By 1999, Kurt Heasley had moved Lilys so far beyond shoegaze that a listener could've snapped a neck trying to follow the band's trajectory. The outfit's Sire debut, The 3 Way, dropped in 1999 and it conjured up comparisons to Ray Davies, but it also indicated that Heasley had pop skills utterly unlike those of most of his contemporaries. There were others looking to the same things for the inspiration for their power pop, but Heasley, especially here, was taking that and adding layers to things, such that the tunes here charm nearly every second of the way as they unravel.

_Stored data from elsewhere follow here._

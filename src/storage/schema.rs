//! Database schema definitions
//!
//! This module contains all SQL schema definitions for the Campus-Atlas database.

/// SQL schema for the database
pub const SCHEMA_SQL: &str = r#"
-- Track crawl runs
CREATE TABLE IF NOT EXISTS runs (
    id INTEGER PRIMARY KEY AUTOINCREMENT,
    started_at TEXT NOT NULL,
    finished_at TEXT,
    config_hash TEXT NOT NULL,
    status TEXT NOT NULL,
    items_visited INTEGER NOT NULL DEFAULT 0,
    places_located INTEGER NOT NULL DEFAULT 0
);

-- Located rooms, chairs and people; the name is the natural key
CREATE TABLE IF NOT EXISTS places (
    id INTEGER PRIMARY KEY AUTOINCREMENT,
    name TEXT NOT NULL UNIQUE,
    latitude REAL NOT NULL,
    longitude REAL NOT NULL,
    category TEXT NOT NULL,
    floor INTEGER NOT NULL,
    url TEXT,
    building TEXT NOT NULL,
    updated_at TEXT NOT NULL
);

CREATE INDEX IF NOT EXISTS idx_places_category ON places(category);
CREATE INDEX IF NOT EXISTS idx_places_building ON places(building, floor);
"#;

/// Initializes the database schema
///
/// # Arguments
///
/// * `conn` - The database connection
///
/// # Returns
///
/// * `Ok(())` - Schema initialized successfully
/// * `Err(rusqlite::Error)` - Failed to initialize schema
pub fn initialize_schema(conn: &rusqlite::Connection) -> Result<(), rusqlite::Error> {
    conn.execute_batch(SCHEMA_SQL)?;
    Ok(())
}
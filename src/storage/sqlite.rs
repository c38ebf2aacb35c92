//! SQLite storage implementation
//!
//! This module provides a SQLite-based implementation of the PlaceStore trait.

use crate::output::{Category, Place};
use crate::storage::schema::initialize_schema;
use crate::storage::traits::{PlaceStore, StorageError, StorageResult};
use crate::storage::{RunRecord, RunStatus};
use crate::AtlasError;
use chrono::Utc;
use rusqlite::{params, Connection, OptionalExtension, Row};
use std::collections::HashMap;
use std::path::Path;

const UPSERT_PLACE_SQL: &str = "
    INSERT INTO places (name, latitude, longitude, category, floor, url, building, updated_at)
    VALUES (?1, ?2, ?3, ?4, ?5, ?6, ?7, ?8)
    ON CONFLICT(name) DO UPDATE SET
        latitude = excluded.latitude,
        longitude = excluded.longitude,
        category = excluded.category,
        floor = excluded.floor,
        url = excluded.url,
        building = excluded.building,
        updated_at = excluded.updated_at";

const PLACE_COLUMNS: &str = "name, latitude, longitude, category, floor, url, building";

/// SQLite storage backend
pub struct SqliteStorage {
    conn: Connection,
}

impl SqliteStorage {
    /// Creates a new SqliteStorage instance
    ///
    /// # Arguments
    ///
    /// * `path` - Path to the SQLite database file
    ///
    /// # Returns
    ///
    /// * `Ok(SqliteStorage)` - Successfully opened/created database
    /// * `Err(AtlasError)` - Failed to open database
    pub fn new(path: &Path) -> Result<Self, AtlasError> {
        let conn = Connection::open(path)?;

        conn.execute_batch(
            "
            PRAGMA journal_mode = WAL;
            PRAGMA synchronous = NORMAL;
            PRAGMA temp_store = MEMORY;
        ",
        )?;

        initialize_schema(&conn)?;

        Ok(Self { conn })
    }

    /// Creates an in-memory database (for testing)
    #[cfg(test)]
    pub fn new_in_memory() -> Result<Self, AtlasError> {
        let conn = Connection::open_in_memory()?;
        initialize_schema(&conn)?;
        Ok(Self { conn })
    }
}

/// Place columns as stored, before the category is validated
struct PlaceRow {
    name: String,
    latitude: f64,
    longitude: f64,
    category: String,
    floor: i16,
    url: Option<String>,
    building: String,
}

impl PlaceRow {
    fn from_row(row: &Row<'_>) -> rusqlite::Result<Self> {
        Ok(Self {
            name: row.get(0)?,
            latitude: row.get(1)?,
            longitude: row.get(2)?,
            category: row.get(3)?,
            floor: row.get(4)?,
            url: row.get(5)?,
            building: row.get(6)?,
        })
    }

    fn into_place(self) -> StorageResult<Place> {
        let category = Category::from_db_string(&self.category)
            .ok_or(StorageError::InvalidCategory(self.category))?;

        Ok(Place {
            name: self.name,
            latitude: self.latitude,
            longitude: self.longitude,
            category,
            floor: self.floor,
            url: self.url,
            building: self.building,
        })
    }
}

fn run_from_row(row: &Row<'_>) -> rusqlite::Result<RunRecord> {
    Ok(RunRecord {
        id: row.get(0)?,
        started_at: row.get(1)?,
        finished_at: row.get(2)?,
        config_hash: row.get(3)?,
        status: RunStatus::from_db_string(&row.get::<_, String>(4)?)
            .unwrap_or(RunStatus::Running),
        items_visited: row.get::<_, i64>(5)? as u64,
        places_located: row.get::<_, i64>(6)? as u64,
    })
}

fn upsert_with(conn: &Connection, place: &Place, now: &str) -> rusqlite::Result<usize> {
    conn.execute(
        UPSERT_PLACE_SQL,
        params![
            place.name,
            place.latitude,
            place.longitude,
            place.category.to_db_string(),
            place.floor,
            place.url,
            place.building,
            now,
        ],
    )
}

impl PlaceStore for SqliteStorage {
    // ===== Run Management =====

    fn create_run(&mut self, config_hash: &str) -> StorageResult<i64> {
        let now = Utc::now().to_rfc3339();
        self.conn.execute(
            "INSERT INTO runs (started_at, config_hash, status) VALUES (?1, ?2, ?3)",
            params![now, config_hash, RunStatus::Running.to_db_string()],
        )?;
        Ok(self.conn.last_insert_rowid())
    }

    fn complete_run(&mut self, run_id: i64, visited: u64, located: u64) -> StorageResult<()> {
        let now = Utc::now().to_rfc3339();
        let updated = self.conn.execute(
            "UPDATE runs SET status = ?1, finished_at = ?2, items_visited = ?3, places_located = ?4
             WHERE id = ?5",
            params![
                RunStatus::Completed.to_db_string(),
                now,
                visited as i64,
                located as i64,
                run_id
            ],
        )?;

        if updated == 0 {
            return Err(StorageError::RunNotFound(run_id));
        }
        Ok(())
    }

    fn get_latest_run(&self) -> StorageResult<Option<RunRecord>> {
        let mut stmt = self.conn.prepare(
            "SELECT id, started_at, finished_at, config_hash, status, items_visited, places_located
             FROM runs ORDER BY id DESC LIMIT 1",
        )?;

        let run = stmt.query_row([], run_from_row).optional()?;
        Ok(run)
    }

    // ===== Place Management =====

    fn upsert_place(&mut self, place: &Place) -> StorageResult<()> {
        let now = Utc::now().to_rfc3339();
        upsert_with(&self.conn, place, &now)?;
        Ok(())
    }

    fn upsert_places(&mut self, places: &[Place]) -> StorageResult<usize> {
        let now = Utc::now().to_rfc3339();
        let tx = self.conn.transaction()?;

        for place in places {
            upsert_with(&tx, place, &now)?;
        }

        tx.commit()?;
        tracing::debug!("Upserted {} places", places.len());
        Ok(places.len())
    }

    fn get_place(&self, name: &str) -> StorageResult<Option<Place>> {
        let mut stmt = self
            .conn
            .prepare(&format!("SELECT {} FROM places WHERE name = ?1", PLACE_COLUMNS))?;

        let row = stmt
            .query_row(params![name], PlaceRow::from_row)
            .optional()?;

        row.map(PlaceRow::into_place).transpose()
    }

    fn load_places(&self) -> StorageResult<Vec<Place>> {
        let mut stmt = self.conn.prepare(&format!(
            "SELECT {} FROM places ORDER BY building, floor, name",
            PLACE_COLUMNS
        ))?;

        let rows = stmt
            .query_map([], PlaceRow::from_row)?
            .collect::<Result<Vec<_>, _>>()?;

        rows.into_iter().map(PlaceRow::into_place).collect()
    }

    fn count_places(&self) -> StorageResult<u64> {
        let count: i64 = self
            .conn
            .query_row("SELECT COUNT(*) FROM places", [], |row| row.get(0))?;
        Ok(count as u64)
    }

    fn count_by_category(&self) -> StorageResult<HashMap<Category, u64>> {
        let mut stmt = self
            .conn
            .prepare("SELECT category, COUNT(*) FROM places GROUP BY category")?;

        let rows = stmt
            .query_map([], |row| Ok((row.get::<_, String>(0)?, row.get::<_, i64>(1)?)))?
            .collect::<Result<Vec<_>, _>>()?;

        let mut counts = HashMap::new();
        for (category, count) in rows {
            let category = Category::from_db_string(&category)
                .ok_or(StorageError::InvalidCategory(category))?;
            counts.insert(category, count as u64);
        }
        Ok(counts)
    }

    fn clear_places(&mut self) -> StorageResult<()> {
        let deleted = self.conn.execute("DELETE FROM places", [])?;
        tracing::info!("Cleared {} stored places", deleted);
        Ok(())
    }
}

#[cfg(test)]
mod tests {
    use super::*;

    fn place(name: &str, category: Category, building: &str, floor: i16) -> Place {
        Place {
            name: name.to_string(),
            latitude: 50.7791,
            longitude: 6.0590,
            category,
            floor,
            url: None,
            building: building.to_string(),
        }
    }

    #[test]
    fn test_create_in_memory() {
        let storage = SqliteStorage::new_in_memory();
        assert!(storage.is_ok());
    }

    #[test]
    fn test_create_and_complete_run() {
        let mut storage = SqliteStorage::new_in_memory().unwrap();
        assert!(storage.get_latest_run().unwrap().is_none());

        let run_id = storage.create_run("abc123").unwrap();
        let run = storage.get_latest_run().unwrap().unwrap();
        assert_eq!(run.id, run_id);
        assert_eq!(run.status, RunStatus::Running);
        assert_eq!(run.config_hash, "abc123");
        assert!(run.finished_at.is_none());

        storage.complete_run(run_id, 120, 45).unwrap();
        let run = storage.get_latest_run().unwrap().unwrap();
        assert_eq!(run.status, RunStatus::Completed);
        assert_eq!(run.items_visited, 120);
        assert_eq!(run.places_located, 45);
        assert!(run.finished_at.is_some());
    }

    #[test]
    fn test_complete_unknown_run() {
        let mut storage = SqliteStorage::new_in_memory().unwrap();
        let result = storage.complete_run(42, 0, 0);
        assert!(matches!(result, Err(StorageError::RunNotFound(42))));
    }

    #[test]
    fn test_upsert_and_get_place() {
        let mut storage = SqliteStorage::new_in_memory().unwrap();
        let mut chair = place("Lehrstuhl für Informatik 10", Category::Chair, "E2", 2);
        chair.url = Some("https://example.com/unit.asp?gguid=0xA".to_string());

        storage.upsert_place(&chair).unwrap();

        let loaded = storage.get_place(&chair.name).unwrap().unwrap();
        assert_eq!(loaded, chair);
        assert!(storage.get_place("missing").unwrap().is_none());
    }

    #[test]
    fn test_upsert_replaces_by_name() {
        let mut storage = SqliteStorage::new_in_memory().unwrap();

        storage
            .upsert_place(&place("Prof. A", Category::Person, "E1", 1))
            .unwrap();
        storage
            .upsert_place(&place("Prof. A", Category::Person, "E3", -1))
            .unwrap();

        assert_eq!(storage.count_places().unwrap(), 1);
        let loaded = storage.get_place("Prof. A").unwrap().unwrap();
        assert_eq!(loaded.building, "E3");
        assert_eq!(loaded.floor, -1);
    }

    #[test]
    fn test_upsert_places_and_counts() {
        let mut storage = SqliteStorage::new_in_memory().unwrap();
        let places = vec![
            place("E1 : 4201", Category::Room, "E1", 1),
            place("E2 : 5052", Category::Room, "E2", 0),
            place("Prof. B", Category::Person, "E2", 0),
            place("Lehrstuhl X", Category::Chair, "Hauptbau", 2),
        ];

        assert_eq!(storage.upsert_places(&places).unwrap(), 4);
        assert_eq!(storage.count_places().unwrap(), 4);

        let counts = storage.count_by_category().unwrap();
        assert_eq!(counts.get(&Category::Room), Some(&2));
        assert_eq!(counts.get(&Category::Person), Some(&1));
        assert_eq!(counts.get(&Category::Chair), Some(&1));
    }

    #[test]
    fn test_load_places_ordering() {
        let mut storage = SqliteStorage::new_in_memory().unwrap();
        storage
            .upsert_places(&[
                place("b", Category::Room, "E2", 1),
                place("a", Category::Room, "E2", 1),
                place("c", Category::Room, "E2", 0),
                place("d", Category::Room, "E1", 3),
            ])
            .unwrap();

        let names: Vec<String> = storage
            .load_places()
            .unwrap()
            .into_iter()
            .map(|p| p.name)
            .collect();
        assert_eq!(names, vec!["d", "c", "a", "b"]);
    }

    #[test]
    fn test_clear_places() {
        let mut storage = SqliteStorage::new_in_memory().unwrap();
        storage
            .upsert_place(&place("E1 : 4201", Category::Room, "E1", 1))
            .unwrap();

        storage.clear_places().unwrap();
        assert_eq!(storage.count_places().unwrap(), 0);
        assert!(storage.count_by_category().unwrap().is_empty());
    }

    #[test]
    fn test_file_database_persists() {
        let dir = tempfile::tempdir().unwrap();
        let path = dir.path().join("atlas.db");

        {
            let mut storage = SqliteStorage::new(&path).unwrap();
            storage
                .upsert_place(&place("E3 : 9U07", Category::Room, "E3", -1))
                .unwrap();
        }

        let storage = SqliteStorage::new(&path).unwrap();
        assert_eq!(storage.count_places().unwrap(), 1);
    }
}
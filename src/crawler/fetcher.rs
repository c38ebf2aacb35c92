//! HTTP fetcher implementation
//!
//! This module handles all HTTP requests for the crawler, including:
//! - Building the HTTP client with user agent and timeouts
//! - Building item URLs from the configured prefixes
//! - GET requests for directory pages
//! - Decoding the site's Latin-1 page bodies
//! - Error classification

use crate::config::{CrawlerConfig, SourceConfig, UserAgentConfig};
use crate::state::{ItemKey, ItemType};
use encoding_rs::WINDOWS_1252;
use reqwest::Client;
use std::time::Duration;

/// Result of a fetch operation
#[derive(Debug)]
pub enum FetchResult {
    /// Successfully fetched and decoded the page
    Success {
        /// HTTP status code
        status_code: u16,
        /// Decoded page body
        body: String,
    },

    /// The response body could not be decoded as Latin-1 text
    Undecodable {
        /// HTTP status code
        status_code: u16,
    },

    /// Server answered with a non-success status
    HttpError {
        /// The HTTP status code
        status_code: u16,
    },

    /// Network error (connection refused, timeout, body read failure)
    NetworkError {
        /// Error description
        error: String,
        /// Whether the request ran into the configured timeout
        timed_out: bool,
    },
}

/// Builds an HTTP client with proper configuration
///
/// # Arguments
///
/// * `crawler` - Timeouts for requests and connections
/// * `user_agent` - The user agent configuration
///
/// # Example
///
/// ```no_run
/// use campus_atlas::config::{CrawlerConfig, UserAgentConfig};
/// use campus_atlas::crawler::build_http_client;
///
/// let client = build_http_client(&CrawlerConfig::default(), &UserAgentConfig::default()).unwrap();
/// ```
pub fn build_http_client(
    crawler: &CrawlerConfig,
    user_agent: &UserAgentConfig,
) -> Result<Client, reqwest::Error> {
    Client::builder()
        .user_agent(user_agent.header_value())
        .timeout(Duration::from_secs(crawler.request_timeout_secs))
        .connect_timeout(Duration::from_secs(crawler.connect_timeout_secs))
        .gzip(true)
        .brotli(true)
        .build()
}

/// Builds the page URL of an item
///
/// The key string is appended verbatim to the prefix for the item's type.
pub fn item_url(key: &ItemKey, source: &SourceConfig) -> String {
    let prefix = match key.item_type() {
        ItemType::Unit => &source.unit_url_prefix,
        ItemType::Lecturer => &source.lecturer_url_prefix,
    };
    format!("{}{}", prefix, key.key_string())
}

/// Fetches a directory page
///
/// # Error Classification
///
/// | Condition | Result |
/// |-----------|--------|
/// | 2xx, decodable body | Success |
/// | 2xx, undecodable body | Undecodable |
/// | Any other status | HttpError |
/// | Timeout | NetworkError (timed_out) |
/// | Connection or body read failure | NetworkError |
///
/// # Arguments
///
/// * `client` - The HTTP client to use
/// * `url` - The URL to fetch
pub async fn fetch_page(client: &Client, url: &str) -> FetchResult {
    let response = match client.get(url).send().await {
        Ok(response) => response,
        Err(e) => return network_error(e),
    };

    let status = response.status();
    if !status.is_success() {
        return FetchResult::HttpError {
            status_code: status.as_u16(),
        };
    }

    let bytes = match response.bytes().await {
        Ok(bytes) => bytes,
        Err(e) => return network_error(e),
    };

    match decode_latin1(&bytes) {
        Some(body) => FetchResult::Success {
            status_code: status.as_u16(),
            body,
        },
        None => FetchResult::Undecodable {
            status_code: status.as_u16(),
        },
    }
}

/// Decodes a page body served in a single-byte Latin-1 compatible encoding
///
/// Uses the WHATWG `windows-1252` decoder, which is what browsers apply to
/// pages labelled `iso-8859-1`. Returns `None` for malformed input.
pub fn decode_latin1(bytes: &[u8]) -> Option<String> {
    WINDOWS_1252
        .decode_without_bom_handling_and_without_replacement(bytes)
        .map(|text| text.into_owned())
}

fn network_error(e: reqwest::Error) -> FetchResult {
    if e.is_timeout() {
        FetchResult::NetworkError {
            error: "Request timeout".to_string(),
            timed_out: true,
        }
    } else if e.is_connect() {
        FetchResult::NetworkError {
            error: "Connection refused".to_string(),
            timed_out: false,
        }
    } else {
        FetchResult::NetworkError {
            error: e.to_string(),
            timed_out: false,
        }
    }
}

Reissued now on vinyl via Sundazed, The 3 Way has never sounded better, and it still surprises. While the big Beat Group sound of "Dimes Make Dollars" still is punchy, the weird "Socs Hip" combines something that sounds like an outtake from Arthur with an expansive, nearly unwieldy melody. The cut is, like many here, almost exasperating, and it seems at moments still as if Kurt is so full of ideas that he can't stop putting them forward in every song, at every possible opportunity. Luckily, this stuff works or it would be insufferable. "Leo Ryan (Our Pharaoh's Daughter)", like "The Lost Victory", brings a bounce to things here that keeps the momentum going. Elsewhere, "And One (on One)" indicates to us that Kurt owned some Left Banke records too, not just Kinks ones. That the track's got a memorable hook makes it even better, and more than just a tribute to past geniuses.
The 3 Way confounds in that way too, with a listener nearly overwhelmed with the indications of influences, and homages here. But somehow it remains a charming record, and one which recalls an era when bands like The Apples in Stereo and Olivia Tremor Control were taking faintly similar risks. Still, Kurt Heasley swung for the fences consistently, and he had the talent to get the home runs too. These numbers from 1999 all glide by, bits of organ, fuzzy bass, and lilting vocals making a listener drunk on the promise of the past's pop. If anything, Heasley is raiding the archives to snap the pieces together in a new way. It's not enough to call this power pop given how much more complicated this is than nearly anything else of the era that would get that tag. The 3 Way remains a masterpiece, even if it's one that's nearly impossible to lock down, and one which seems to exist nearly in its own genre.
The 3 Way by Lilys is out on Friday via Sundazed.